Dataset entries:
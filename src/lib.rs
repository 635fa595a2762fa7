#![recursion_limit = "256"]

#[cfg(any(feature = "ssr", feature = "hydrate"))]
pub mod app;
pub mod content;
#[cfg(feature = "ssr")]
pub mod server;
pub mod tracker;
pub mod ui_state;

#[cfg(feature = "hydrate")]
#[wasm_bindgen::prelude::wasm_bindgen]
pub fn hydrate() {
    use crate::app::*;
    console_error_panic_hook::set_once();
    // a second init (hot reload) is harmless
    let _ = console_log::init_with_level(log::Level::Info);
    leptos::mount::hydrate_body(App);
}
use leptos::prelude::*;

use crate::{
    content::Portfolio,
    tracker::SectionId,
    ui_state::{MenuState, Theme},
};

use super::{mobile_menu::MobileMenu, scroll_spy::ScrollSpy};

#[component]
pub fn NavBar(
    spy: ScrollSpy,
    theme: RwSignal<Theme>,
    menu: RwSignal<MenuState>,
    portfolio: &'static Portfolio,
) -> impl IntoView {
    let nav_class = move || {
        let background = if spy.scrolled.get() {
            theme.get().scrolled_nav_class()
        } else {
            "bg-transparent"
        };
        format!("fixed top-0 left-0 right-0 z-50 backdrop-blur-sm transition-all duration-300 nav-enter {background}")
    };

    view! {
        <nav class=nav_class aria-label="Main navigation">
            <div class="max-w-6xl mx-auto px-4">
                <div class="flex items-center justify-between h-16">
                    <Brand name=portfolio.profile.name.clone() />
                    <div class="hidden md:flex items-center gap-6">
                        {SectionId::ALL
                            .into_iter()
                            .map(|section| view! { <NavButton spy section /> })
                            .collect_view()}
                        <ThemeToggle theme />
                    </div>
                    <div class="md:hidden">
                        <MobileMenu spy theme menu portfolio />
                    </div>
                </div>
            </div>
        </nav>
    }
}

#[component]
pub fn Brand(name: String) -> impl IntoView {
    view! {
        <div class="flex items-center gap-3">
            <div class="w-10 h-10 bg-blue-600 rounded-full flex items-center justify-center shadow">
                <i class="devicon-azuresqldatabase-plain text-white" />
            </div>
            <span class="font-bold text-lg">{name}</span>
        </div>
    }
}

#[component]
fn NavButton(spy: ScrollSpy, section: SectionId) -> impl IntoView {
    view! {
        <button
            on:click=move |_| spy.navigate(section)
            class=move || {
                if spy.is_active(section) {
                    "capitalize px-2 py-1 rounded focus:outline-none focus:ring-2 focus:ring-blue-400 transition-colors text-blue-400 font-semibold"
                } else {
                    "capitalize px-2 py-1 rounded focus:outline-none focus:ring-2 focus:ring-blue-400 transition-colors text-gray-300 hover:text-blue-400"
                }
            }
        >
            {section.as_str()}
        </button>
    }
}

#[component]
fn ThemeToggle(theme: RwSignal<Theme>) -> impl IntoView {
    view! {
        <button
            on:click=move |_| theme.update(|t| *t = t.toggled())
            class="p-2 rounded-full bg-gray-800 hover:bg-gray-700 text-white focus:outline-none focus:ring-2 focus:ring-blue-400"
            aria-label="Toggle theme"
        >
            {move || if theme.get().is_dark() { "☀" } else { "☾" }}
        </button>
    }
}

- [GOAL OF THE EXERCISE] Every line in the records above that contains the word "hidden" is to be copied out.

- [ANSWER TO THIS TASK]
                    <div class="hidden md:flex items-center gap-6">
                    <div class="md:hidden">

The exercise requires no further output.